For those already concerned with performance, we have control over how the front end code is translated before it is evaluated by each backend. So it is very easy for us to add special cases for the natural result of each backend (e.g. nw.col(...).sum(min_count=0) would translate to Polars pl.col(...).sum() and nw.col(...).sum(min_count=1) would just translate to sum(...) for duckdb).

That said we would then need to specify an appropriate default for min_count and even consider making this an option to all numeric aggregation operations.

camriddell avatar Jun 04 '25 15:06 camriddell

Very impressive write-up @camriddell!

Adding a min_count parameter definitely seems like the most pragmatic option for us. I was going to suggest raising a feature request in polars, and I'd be fully onboard at that stage (regardless of if it landed).
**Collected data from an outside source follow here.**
//! CPU graphics device.
//!
//! Textures live in system memory as tightly packed RGBA8 rows. The device
//! keeps the same state stacks a GPU host would (render targets, blend
//! state, framebuffer sRGB) and counts the calls made against it, which
//! makes filter render paths observable without a GPU.

use std::fmt;
use std::sync::atomic::{AtomicU64, AtomicUsize, Ordering};
use std::sync::{Arc, Mutex, MutexGuard};

use tracing::trace;

use crate::context::ScopedContext;
use crate::device::{CaptureState, GraphicsDevice};
use crate::texture::{NativeTexture, Size, TextureDesc};
use crate::{GpuError, GpuResult};

// =============================================================================
// CpuTexture
// =============================================================================

/// RGBA8 texture in system memory.
pub struct CpuTexture {
    id: u64,
    desc: TextureDesc,
    pixels: Mutex<Vec<u8>>,
}

impl CpuTexture {
    /// Texture descriptor.
    pub fn desc(&self) -> &TextureDesc {
        &self.desc
    }

    /// Device-unique id, also used as the native handle.
    pub fn id(&self) -> u64 {
        self.id
    }

    /// Copy of the pixel data.
    pub fn read_pixels(&self) -> Vec<u8> {
        lock(&self.pixels).clone()
    }

    /// Replace the pixel data.
    pub fn write_pixels(&self, data: &[u8]) -> GpuResult<()> {
        let mut pixels = lock(&self.pixels);
        if data.len() != pixels.len() {
            return Err(GpuError::OperationFailed(format!(
                "pixel buffer is {} bytes, texture needs {}",
                data.len(),
                pixels.len()
            )));
        }
        pixels.copy_from_slice(data);
        Ok(())
    }

    /// Fill every pixel with `rgba`.
    pub fn fill(&self, rgba: [u8; 4]) {
        for px in lock(&self.pixels).chunks_exact_mut(4) {
            px.copy_from_slice(&rgba);
        }
    }
}

impl fmt::Debug for CpuTexture {
    fn fmt(&self, f: &mut fmt::Formatter<'_>) -> fmt::Result {
        f.debug_struct("CpuTexture")
            .field("id", &self.id)
            .field("size", &self.desc.size)
            .field("render_target", &self.desc.flags.render_target)
            .finish()
    }
}

// =============================================================================
// CpuDevice
// =============================================================================

/// Call counters and state-stack depths of a [`CpuDevice`].
#[derive(Debug, Clone, Default, PartialEq, Eq)]
pub struct CpuDeviceStats {
    pub textures_created: u64,
    pub texture_copies: u64,
    pub clears: u64,
    pub sprites_drawn: u64,
    pub last_sprite_size: Option<Size>,
    pub render_target_depth: usize,
    pub blend_depth: usize,
}

#[derive(Default)]
struct DeviceState {
    render_targets: Vec<Arc<CpuTexture>>,
    blend_stack: Vec<CaptureState>,
    capture_state: CaptureState,
    framebuffer_srgb: bool,
    linear_srgb: bool,
    stats: CpuDeviceStats,
}

/// Graphics device backed by system memory.
#[derive(Default)]
pub struct CpuDevice {
    next_id: AtomicU64,
    context_depth: AtomicUsize,
    state: Mutex<DeviceState>,
}

impl CpuDevice {
    pub fn new() -> Self {
        Self::default()
    }

    /// Number of unmatched [`ScopedContext::enter`] calls.
    pub fn context_depth(&self) -> usize {
        self.context_depth.load(Ordering::Acquire)
    }

    /// Snapshot of the call counters.
    pub fn stats(&self) -> CpuDeviceStats {
        let state = self.state();
        CpuDeviceStats {
            render_target_depth: state.render_targets.len(),
            blend_depth: state.blend_stack.len(),
            ..state.stats.clone()
        }
    }

    /// Set the host's linear-sRGB preference.
    pub fn set_linear_srgb(&self, enabled: bool) {
        self.state().linear_srgb = enabled;
    }

    /// Fixed-function state currently applied.
    pub fn capture_state(&self) -> CaptureState {
        self.state().capture_state
    }

    /// Texture currently receiving draws.
    pub fn current_render_target(&self) -> Option<Arc<CpuTexture>> {
        self.state().render_targets.last().cloned()
    }

    fn state(&self) -> MutexGuard<'_, DeviceState> {
        lock(&self.state)
    }
}

impl fmt::Debug for CpuDevice {
    fn fmt(&self, f: &mut fmt::Formatter<'_>) -> fmt::Result {
        f.debug_struct("CpuDevice")
            .field("context_depth", &self.context_depth())
            .field("stats", &self.stats())
            .finish()
    }
}

impl ScopedContext for CpuDevice {
    fn enter(&self) -> GpuResult<()> {
        self.context_depth.fetch_add(1, Ordering::AcqRel);
        Ok(())
    }

    fn leave(&self) {
        self.context_depth.fetch_sub(1, Ordering::AcqRel);
    }
}

impl GraphicsDevice for CpuDevice {
    type Texture = Arc<CpuTexture>;

    fn create_texture(&self, desc: &TextureDesc) -> GpuResult<Self::Texture> {
        if desc.size.is_empty() {
            return Err(GpuError::InvalidDimensions(desc.size.width, desc.size.height));
        }
        let id = self.next_id.fetch_add(1, Ordering::Relaxed) + 1;
        self.state().stats.textures_created += 1;
        trace!(id, size = %desc.size, "texture created");
        Ok(Arc::new(CpuTexture {
            id,
            desc: *desc,
            pixels: Mutex::new(vec![0; desc.size_bytes()]),
        }))
    }

    fn texture_size(&self, texture: &Self::Texture) -> Size {
        texture.desc.size
    }

    fn native_handle(&self, texture: &Self::Texture) -> NativeTexture {
        NativeTexture(texture.id)
    }

    fn copy_texture(&self, dst: &Self::Texture, src: &Self::Texture) -> GpuResult<()> {
        if dst.desc.size != src.desc.size {
            return Err(GpuError::SizeMismatch {
                dst: dst.desc.size,
                src: src.desc.size,
            });
        }
        if !Arc::ptr_eq(dst, src) {
            let data = src.read_pixels();
            dst.write_pixels(&data)?;
        }
        self.state().stats.texture_copies += 1;
        Ok(())
    }

    fn push_render_target(&self, target: &Self::Texture) -> GpuResult<()> {
        if !target.desc.flags.render_target {
            return Err(GpuError::OperationFailed(format!(
                "texture {} is not a render target",
                target.id
            )));
        }
        self.state().render_targets.push(target.clone());
        Ok(())
    }

    fn pop_render_target(&self) {
        self.state().render_targets.pop();
    }

    fn clear(&self, color: [f32; 4]) {
        let target = {
            let mut state = self.state();
            state.stats.clears += 1;
            state.render_targets.last().cloned()
        };
        if let Some(target) = target {
            target.fill(color.map(|c| (c.clamp(0.0, 1.0) * 255.0).round() as u8));
        }
    }

    fn push_blend_state(&self) {
        let mut state = self.state();
        let current = state.capture_state;
        state.blend_stack.push(current);
    }

    fn pop_blend_state(&self) {
        let mut state = self.state();
        if let Some(prev) = state.blend_stack.pop() {
            state.capture_state = prev;
        }
    }

    fn set_capture_state(&self, capture: CaptureState) {
        self.state().capture_state = capture;
    }

    fn framebuffer_srgb(&self) -> bool {
        self.state().framebuffer_srgb
    }

    fn set_framebuffer_srgb(&self, enabled: bool) {
        self.state().framebuffer_srgb = enabled;
    }

    fn linear_srgb(&self) -> bool {
        self.state().linear_srgb
    }

    fn draw_sprite(&self, texture: &Self::Texture, size: Size) {
        let target = {
            let mut state = self.state();
            state.stats.sprites_drawn += 1;
            state.stats.last_sprite_size = Some(size);
            state.render_targets.last().cloned()
        };
        // Unscaled blit only; scaled sprites are counted but not rasterized.
        if let Some(target) = target {
            if target.desc.size == size && texture.desc.size == size && !Arc::ptr_eq(&target, texture) {
                let data = texture.read_pixels();
                let _ = target.write_pixels(&data);
            }
        }
    }
}

/// Lock ignoring poison; device state stays usable after a panicking caller.
fn lock<T>(m: &Mutex<T>) -> MutexGuard<'_, T> {
    m.lock().unwrap_or_else(|e| e.into_inner())
}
However, a quick search revealed the current behavior is intentional and unlikely to change 😔

  • https://github.com/pola-rs/polars/issues/19700
  • https://github.com/pola-rs/polars/issues/17527#issuecomment-2497297377

So I'd say I'm +0.5 on adding min_count. Happy to take that route if everyone else is 🙌

dangotbanned avatar Jun 04 '25 17:06 dangotbanned

thanks all for comments!

yup, for pyarrow we already use min_count=0, presumably to align behaviour

i don't think we need a min_count parameter, it should already be controllable with when/then/otherwise and count? there shouldn't be any need to materialise (which is something we never do)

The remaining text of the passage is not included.